There’s such an interesting development around aging. Thanks to the web – or maybe just my particular algorithm – I’m flooded with videos and posts, mostly from women, who are smashing stereotypes around aging.

 

They’re owning their years, taking agency over their lives, making change across society – unfiltered in word, though I can’t speak for digital filters. However, I do see and feel a similar theme with those I can see and touch. They’re not walking into the sunset silently. They’re taking up space, bold and unapologetic. I’m with them. I absolutely love it.

 

The popular ones – those with huge numbers of followers – happen to be those that are really ‘age defying’. There’s one who turned 70 recently and wow. She was standing in her bikini making this auspicious announcement and I think the internet exploded. There’s no competition – but even 25-year-old me would’ve felt self-conscious standing next to her.

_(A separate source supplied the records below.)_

//! End-to-end generation into temporary directories.

use std::collections::BTreeMap;
use std::path::Path;

use mirrorkit_generator::{GenerateOptions, Generator, SiteConfig, escape_html};
use mirrorkit_registry::{
    Category, CategoryKey, MirrorDefinition, OsSupport, Registry, RenderContext, ToolDefinition,
    ToolRenderer,
};
use tempfile::TempDir;

fn options(dir: &Path) -> GenerateOptions {
    GenerateOptions {
        output_dir: dir.to_path_buf(),
        site: SiteConfig {
            lastmod: Some("2024-05-01".to_string()),
            ..SiteConfig::default()
        }
        .with_site_url("https://mirrors.test/")
        .unwrap(),
    }
}

fn snapshot(root: &Path) -> BTreeMap<String, Vec<u8>> {
    fn walk(dir: &Path, root: &Path, files: &mut BTreeMap<String, Vec<u8>>) {
        for entry in std::fs::read_dir(dir).unwrap() {
            let path = entry.unwrap().path();
            if path.is_dir() {
                walk(&path, root, files);
            } else {
                let rel = path.strip_prefix(root).unwrap().to_string_lossy().into_owned();
                files.insert(rel, std::fs::read(&path).unwrap());
            }
        }
    }
    let mut files = BTreeMap::new();
    walk(root, root, &mut files);
    files
}

fn read_json(path: &Path) -> serde_json::Value {
    serde_json::from_str(&std::fs::read_to_string(path).unwrap()).unwrap()
}

#[test]
fn test_build_writes_every_artifact() {
    let dir = TempDir::new().unwrap();
    let registry = Registry::builtin();
    let report = Generator::new(registry, options(dir.path())).build().unwrap();
    assert!(report.is_success(), "{:?}", report.stages);

    let expected = registry.expected_script_count();
    let scripts = std::fs::read_dir(dir.path().join("scripts"))
        .unwrap()
        .filter(|e| {
            e.as_ref()
                .unwrap()
                .path()
                .extension()
                .is_some_and(|ext| ext == "sh")
        })
        .count();
    assert_eq!(scripts, expected);

    let manifest = read_json(&dir.path().join("scripts/index.json"));
    assert_eq!(manifest["totals"]["scripts"], expected);
    assert_eq!(manifest["totals"]["tools"], registry.tools().len());
    assert_eq!(manifest["validation"]["total"], expected);
    assert_eq!(manifest["validation"]["withIssues"], 0);
    assert_eq!(manifest["failures"].as_array().unwrap().len(), 0);

    let matrix = read_json(&dir.path().join("scripts/test-matrix.json"));
    assert_eq!(matrix.as_array().unwrap().len(), expected);
    let diff = read_json(&dir.path().join("scripts/diff-report.json"));
    assert_eq!(diff.as_array().unwrap().len(), 2);

    for combo in registry.combinations() {
        let page = dir.path().join(combo.page_path()).join("index.html");
        assert!(page.is_file(), "missing page for {combo}");
    }
    assert!(dir.path().join("tools/npm/index.html").is_file());
    assert!(dir.path().join("tools/index.html").is_file());
    assert!(dir.path().join("index.html").is_file());
    assert!(dir.path().join("robots.txt").is_file());

    let home = std::fs::read_to_string(dir.path().join("index.html")).unwrap();
    assert!(home.contains("<link rel=\"stylesheet\" href=\"/style.css\">"));
    let css = std::fs::read_to_string(dir.path().join("style.css")).unwrap();
    assert!(css.contains(".breadcrumb{"));

    let sitemap = std::fs::read_to_string(dir.path().join("sitemap.xml")).unwrap();
    assert!(sitemap.contains("<loc>https://mirrors.test/scripts/npm-aliyun.sh</loc>"));
    assert!(sitemap.contains("<lastmod>2024-05-01</lastmod>"));
}

#[test]
fn test_script_and_page_match_registry_output() {
    let dir = TempDir::new().unwrap();
    let registry = Registry::builtin();
    let generator = Generator::new(registry, options(dir.path()));
    assert!(generator.scripts().unwrap().is_success());
    assert!(generator.pages().is_success());

    let artifact = registry.render("apt", "aliyun", Some("ubuntu-22.04")).unwrap();
    let written =
        std::fs::read_to_string(dir.path().join("scripts/apt-ubuntu2204-aliyun.sh")).unwrap();
    assert_eq!(written, artifact.script());

    let page = std::fs::read_to_string(
        dir.path().join("tools/apt/ubuntu-22.04/aliyun/index.html"),
    )
    .unwrap();
    assert!(page.contains(&escape_html(artifact.script())));
    assert!(page.contains("curl -sSL https://mirrors.test/scripts/apt-ubuntu2204-aliyun.sh | bash"));
}

#[test]
fn test_output_is_byte_identical_across_runs() {
    let first = TempDir::new().unwrap();
    let second = TempDir::new().unwrap();
    Generator::new(Registry::builtin(), options(first.path()))
        .build()
        .unwrap();
    Generator::new(Registry::builtin(), options(second.path()))
        .build()
        .unwrap();
    assert_eq!(snapshot(first.path()), snapshot(second.path()));
}

#[test]
fn test_rerun_overwrites_in_place() {
    let dir = TempDir::new().unwrap();
    let generator = Generator::new(Registry::builtin(), options(dir.path()));
    generator.scripts().unwrap();
    let target = dir.path().join("scripts/npm-aliyun.sh");
    std::fs::write(&target, "stale").unwrap();
    generator.scripts().unwrap();
    assert!(std::fs::read_to_string(target).unwrap().starts_with("#!/bin/bash"));
}

#[derive(Debug)]
struct FlakyRenderer;

impl ToolRenderer for FlakyRenderer {
    fn script(&self, ctx: &RenderContext<'_>) -> mirrorkit_registry::Result<String> {
        if ctx.mirror_key() == "broken" {
            return Err(ctx.render_error("upstream template missing"));
        }
        let os = ctx.os_version().map_or("any", |os| os.key);
        Ok(format!("#!/bin/bash\necho \"{} on {os}\"\n", ctx.mirror().name))
    }

    fn manual_command(&self, ctx: &RenderContext<'_>) -> mirrorkit_registry::Result<String> {
        Ok(format!("echo {}", ctx.mirror().url))
    }
}

fn custom_registry(os: OsSupport) -> Registry {
    let tool = ToolDefinition::builder("demo", CategoryKey::Other, FlakyRenderer)
        .name("Demo")
        .mirror("good", MirrorDefinition::new("Good", "https://good.example.com"))
        .mirror("broken", MirrorDefinition::new("Broken", "https://broken.example.com"))
        .os_support(os)
        .build();
    Registry::new(vec![tool], vec![Category::new(CategoryKey::Other, ["demo"])])
}

#[test]
fn test_render_failure_is_recorded_and_generation_continues() {
    let dir = TempDir::new().unwrap();
    let registry = custom_registry(OsSupport::Any);
    let summary = Generator::new(&registry, options(dir.path()))
        .scripts()
        .unwrap();

    assert_eq!(summary.total, 2);
    assert_eq!(summary.succeeded, 1);
    assert_eq!(summary.failed(), 1);
    assert_eq!(summary.failures[0].item, "demo/broken");
    assert!(summary.failures[0].reason.contains("upstream template missing"));
    assert!(!summary.is_success());

    assert!(dir.path().join("scripts/demo-good.sh").is_file());
    assert!(!dir.path().join("scripts/demo-broken.sh").exists());
    let manifest = read_json(&dir.path().join("scripts/index.json"));
    assert_eq!(manifest["totals"]["scripts"], 1);
    assert_eq!(manifest["failures"][0]["item"], "demo/broken");
}

#[test]
fn test_colliding_os_keys_are_excluded_and_reported() {
    let dir = TempDir::new().unwrap();
    let registry = custom_registry(OsSupport::requires([
        ("ubuntu-22.04", "Ubuntu 22.04"),
        ("ubuntu-2-204", "Ubuntu 2.204"),
        ("debian-12", "Debian 12"),
    ]));
    let generator = Generator::new(&registry, options(dir.path()));
    assert_eq!(generator.plan().collisions().len(), 2);

    let summary = generator.scripts().unwrap();
    assert_eq!(summary.collided, 4);
    assert!(!summary.is_success());

    let names: Vec<String> = std::fs::read_dir(dir.path().join("scripts"))
        .unwrap()
        .map(|e| e.unwrap().file_name().to_string_lossy().into_owned())
        .filter(|n| n.ends_with(".sh"))
        .collect();
    assert_eq!(names, ["demo-debian12-good.sh"]);
}

#[test]
fn test_validate_stage_writes_nothing() {
    let dir = TempDir::new().unwrap();
    let summary = Generator::new(Registry::builtin(), options(dir.path())).validate();
    assert!(summary.is_success());
    let tally = summary.validation.unwrap();
    assert_eq!(tally.total, Registry::builtin().expected_script_count());
    assert_eq!(tally.with_issues, 0);
    assert_eq!(std::fs::read_dir(dir.path()).unwrap().count(), 0);
}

I’ve come across an 80-odd year-old woman who skips every day, she’s earned a few Guinness World Record entries for her amazing talent. The list goes on.

 

70 is not the new 50

 

Now I’m not a fan of “70 is the new 50” or whatever years you want to interchange that with. In our ‘comfortable lives’ of the 21st century, we’re wearing sunscreen, we do not have physically intense labour jobs, and whatever else wears down the physique, and so on. Yes, we have stress which creates its own kind of aging. However, overall, the average man and woman over 40 doesn’t look, dress, or behave like those before us. But.

 

And this is a particularly big “but”.

 

What I’m sensing is that there’s some dystopia around what it means to age. And man, the beauty industry has jumped on it. With a vengeance. Everywhere you turn, there’s an anti-aging remedy. I recently mentioned that ‘high maintenance’ was my word for 2025, ‘anti-aging’ comes in a close second. And here’s the other biggy. It’s also packaged as self-care. “This is how you take care of yourself”.

 

Smart marketing; soul destroying

 

Here’s my thing. If doing your nails takes away your anxiety, go for it. If religiously dyeing your grey hair gives you that joie de vivre and lifeforce energy, please continue. If having your eyelashes done every other week brings you inner stillness and calm, it’s working. If you need to buy a new outfit, shoes, bag for every ‘special’ occasion and it stimulates your creative brain, you’re winning.

 

We spend hours – not to mention the financial investment – on things meant to make us feel better. And they do, temporarily… until the next ‘fix’. I didn’t realise how quickly my nails grew until I started messing with them. A mere 10 days is enough to see that beautiful colour pulling away from the cuticle.

 

I’m not advocating for anyone to change their beauty routines and habits. But let’s call it that. The things we like to do – and can do – to beautify ourselves. But it’s not self-care.

 

What self-care really is

 

Self-care is being able to uphold your boundaries. The breath before you fall into the familiar but damaging “yes”. Saying no to things, people, places that don’t feel right. Self-care is tending to your anxiety in moments of deep stillness. Self-care is carving out time for the things you love — not because they pay the bills, but because they’re fun, they energise you, they feed your creative soul. Self-care is tending to your body in ways that heal, nourish and restore.

 

Dear heart, when you go within, you start to understand that self-care is not a marketing slogan. It’s the continual quiet courage to honour your truth – even when no one’s watching. It’s the pause that reminds you: you are already enough.

 

And guess what happens? The light radiates from within, and you beam like a beautiful, warm ray of sunshine. Some will bask in it, some will carry it forward, and some will find their own glow because of yours. The things money can’t buy.